We defer to the decisions of municipal zoning officials "because of their peculiar knowledge of local conditions." Jock v. Zoning Bd. of Adj. of Wall Twp., 184 N.J. 562, 597 (2005). Here, the local board was fully familiar with the site, its constraints and development limits, and an appropriate use of the property. The applicant made a thorough presentation of evidence that supported the board's granting of the requested variances and site plan approval. The board reviewed that evidence in its resolution and made appropriate findings. We find no merit in plaintiffs' argument that the board's resolution was inadequate to support its decision.

Plaintiffs also make a second, technical argument challenging the validity of the board action. They contend that the engineering plans that the board requested for review by the board's professional engineer were not available for public inspection at least ten days before the hearing, as required by N.J.S.A. 40:55D-10(b). Plaintiffs never raised such an objection at the time of the board hearing. Nor did plaintiff Krousos suggest during her participation in the first two hearing dates that she was interested in reviewing the engineering plans for the grading of the property.
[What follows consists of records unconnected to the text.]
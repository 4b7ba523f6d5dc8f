use async_trait::async_trait;

use crate::domain::quote::Quote;
use crate::domain::subscriber_email::SubscriberEmail;
use crate::email_client::EmailClient;
use crate::queue::{HandlerError, Job, JobHandler};
use crate::selector::{QuoteSelector, SelectQuoteError};
use crate::storage::QuoteReader;

#[derive(thiserror::Error, Debug)]
pub enum DeliveryError {
    #[error("Could not pick a quote for the digest.")]
    QuoteSelection(#[from] SelectQuoteError),
    #[error("Recipient address rejected: {0}")]
    InvalidRecipient(String),
    #[error("The mail transport rejected the digest.")]
    Transport(#[from] reqwest::Error),
}

/// The sole consumer of the digest queue. Each job is one subscriber's
/// digest: pick a quote, render the body, hand it to the mail transport.
/// Any failure fails the job — no digest ever goes out with a placeholder
/// quote, and a failed job is not retried.
pub struct DigestWorker<S> {
    selector: QuoteSelector<S>,
    email_client: EmailClient,
}

impl<S: QuoteReader> DigestWorker<S> {
    pub fn new(selector: QuoteSelector<S>, email_client: EmailClient) -> Self {
        Self {
            selector,
            email_client,
        }
    }

    #[tracing::instrument(name = "Deliver one digest", skip(self, job), fields(job_id = %job.id))]
    async fn deliver(&self, job: &Job) -> Result<(), DeliveryError> {
        let quote = self.selector.pick_random_approved().await?;
        let html_body = render_digest_body(&quote, &job.payload.context);

        for recipient in &job.payload.recipients {
            let recipient = SubscriberEmail::parse(recipient.clone())
                .map_err(DeliveryError::InvalidRecipient)?;

            self.email_client
                .send_email(&recipient, &job.payload.subject, &html_body)
                .await?;

            tracing::info!(
                recipient = %recipient,
                quote_index = quote.index,
                "Digest delivered"
            );
        }

        Ok(())
    }
}

#[async_trait]
impl<S: QuoteReader + 'static> JobHandler for DigestWorker<S> {
    async fn handle(&self, job: &Job) -> Result<(), HandlerError> {
        self.deliver(job).await?;

        Ok(())
    }
}

fn render_digest_body(quote: &Quote, context: &serde_json::Value) -> String {
    let week = context.get("week").and_then(|value| value.as_u64());
    let heading = match week {
        Some(week) => format!("Your quote for week {}", week),
        None => String::from("Your quote of the week"),
    };

    format!(
        r#"
            <div>
                <h1>{}</h1>
                <blockquote>{}</blockquote>
                <p>— {} ({})</p>
            </div>
        "#,
        heading, quote.text, quote.author, quote.area
    )
}

#[cfg(test)]
mod tests {
    use chrono::Utc;
    use uuid::Uuid;

    use super::render_digest_body;
    use crate::domain::quote::Quote;

    fn sample_quote() -> Quote {
        Quote {
            id: Uuid::new_v4(),
            index: 7,
            text: String::from("Nothing in life is to be feared, it is only to be understood."),
            author: String::from("Marie Curie"),
            area: String::from("science"),
            approved: true,
            submitted_at: Utc::now(),
        }
    }

    #[test]
    fn body_contains_quote_author_and_week() {
        let body = render_digest_body(&sample_quote(), &serde_json::json!({ "week": 32 }));

        assert!(body.contains("week 32"));
        assert!(body.contains("Marie Curie"));
        assert!(body.contains("only to be understood"));
    }

    #[test]
    fn body_falls_back_to_a_generic_heading_without_a_week() {
        let body = render_digest_body(&sample_quote(), &serde_json::Value::Null);

        assert!(body.contains("Your quote of the week"));
    }
}
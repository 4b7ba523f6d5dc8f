use actix_web::{web, HttpResponse, Responder};

use crate::selector::{QuoteSelector, SelectQuoteError};
use crate::storage::PgQuoteStorage;

#[tracing::instrument(name = "Random quote handler", skip(selector))]
pub async fn handle_random_quote(
    selector: web::Data<QuoteSelector<PgQuoteStorage>>,
) -> impl Responder {
    match selector.pick_random_approved().await {
        Ok(quote) => HttpResponse::Ok().json(quote),
        Err(err @ SelectQuoteError::EmptyCorpus)
        | Err(err @ SelectQuoteError::NoApprovedQuotes) => {
            tracing::warn!("No quote to serve: {:?}", err);
            HttpResponse::NotFound().finish()
        }
        Err(err) => {
            tracing::error!("Failed to pick a quote: {:?}", err);
            HttpResponse::InternalServerError().finish()
        }
    }
}
use std::sync::Arc;

use async_trait::async_trait;
use serde::{Deserialize, Serialize};
use tokio::sync::broadcast;
use uuid::Uuid;

pub mod memory;
pub mod redis;

pub use self::memory::InProcessQueue;
pub use self::redis::RedisQueue;

/// Errors a job handler can surface; the dispatch loop turns them into a
/// `Failed` event instead of letting them escape.
pub type HandlerError = Box<dyn std::error::Error + Send + Sync>;

#[derive(Debug, Clone, Serialize, Deserialize)]
pub struct JobPayload {
    pub template: String,
    /// Always a single recipient: the scheduler enqueues one job per
    /// subscriber so one bad address cannot block the rest of a run.
    pub recipients: Vec<String>,
    pub subject: String,
    pub context: serde_json::Value,
}

/// A unit of work owned by the queue from `add` until its handler settles.
#[derive(Debug, Clone, Serialize, Deserialize)]
pub struct Job {
    pub id: Uuid,
    pub payload: JobPayload,
}

/// Fire-and-forget notifications about settled jobs. By the time an event is
/// observed the job itself is already finished; a lagging subscriber never
/// slows dispatch down.
#[derive(Debug, Clone)]
pub enum QueueEvent {
    Completed { job_id: Uuid },
    Failed { job_id: Uuid, error: String },
    QueueError { message: String },
}

#[derive(thiserror::Error, Debug)]
pub enum QueueError {
    #[error("The job broker is unreachable.")]
    Unavailable(#[source] ::redis::RedisError),
    #[error("Failed to encode a job for the broker.")]
    Encode(#[from] serde_json::Error),
    #[error("A job handler is already registered for this queue.")]
    HandlerAlreadyRegistered,
    #[error("The queue no longer accepts jobs.")]
    Closed,
}

#[async_trait]
pub trait JobHandler: Send + Sync {
    async fn handle(&self, job: &Job) -> Result<(), HandlerError>;
}

/// The capability set both queue backends expose. The backend is chosen once
/// at startup; everything downstream holds an `Arc<dyn DigestQueue>` and
/// never knows which variant it got.
#[async_trait]
pub trait DigestQueue: Send + Sync {
    /// Enqueue a job and return its id without waiting for execution. The
    /// durable backend fails here when the broker is unreachable; the
    /// in-process backend accepts the job unconditionally.
    async fn add(&self, payload: JobPayload) -> Result<Uuid, QueueError>;

    /// Register the single handler for this queue. `concurrency` bounds how
    /// many handler invocations may be in flight at once; this system always
    /// passes 1 so digest sends never overlap. Jobs reach the handler in
    /// `add` order.
    fn process(&self, concurrency: usize, handler: Arc<dyn JobHandler>) -> Result<(), QueueError>;

    /// Subscribe to settled-job notifications.
    fn subscribe(&self) -> broadcast::Receiver<QueueEvent>;
}

const EVENT_CHANNEL_CAPACITY: usize = 64;

fn event_channel() -> broadcast::Sender<QueueEvent> {
    let (sender, _) = broadcast::channel(EVENT_CHANNEL_CAPACITY);
    sender
}

/// Runs one job to completion and emits the matching event. Handler errors
/// stop here; they must never take the dispatch loop down with them.
async fn run_job(handler: &dyn JobHandler, job: &Job, events: &broadcast::Sender<QueueEvent>) {
    match handler.handle(job).await {
        Ok(()) => {
            tracing::info!(job_id = %job.id, "Job completed");
            let _ = events.send(QueueEvent::Completed { job_id: job.id });
        }
        Err(err) => {
            tracing::error!(job_id = %job.id, "Job failed: {:?}", err);
            let _ = events.send(QueueEvent::Failed {
                job_id: job.id,
                error: err.to_string(),
            });
        }
    }
}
The applicant had filed maps, pictorial renderings, and documents to show the elevation of the proposed building. Furthermore, its documented plans and the testimony of its professionals provided ample information about the grading plan and the proposed height of the structure. The board requested the engineering plans so that its own engineer could ensure the accuracy of the height projections, and it conditioned its approval of the application on those projections. There was no violation of N.J.S.A. 40:55D-10(b) or abuse of discretion by the board in proceeding to a vote before the plans had been confirmed by its engineer.

Affirmed.

FootNotes


1. Plaintiffs have never objected to the lighting design waivers or to the sign variances. We will not refer to those aspects of the application further.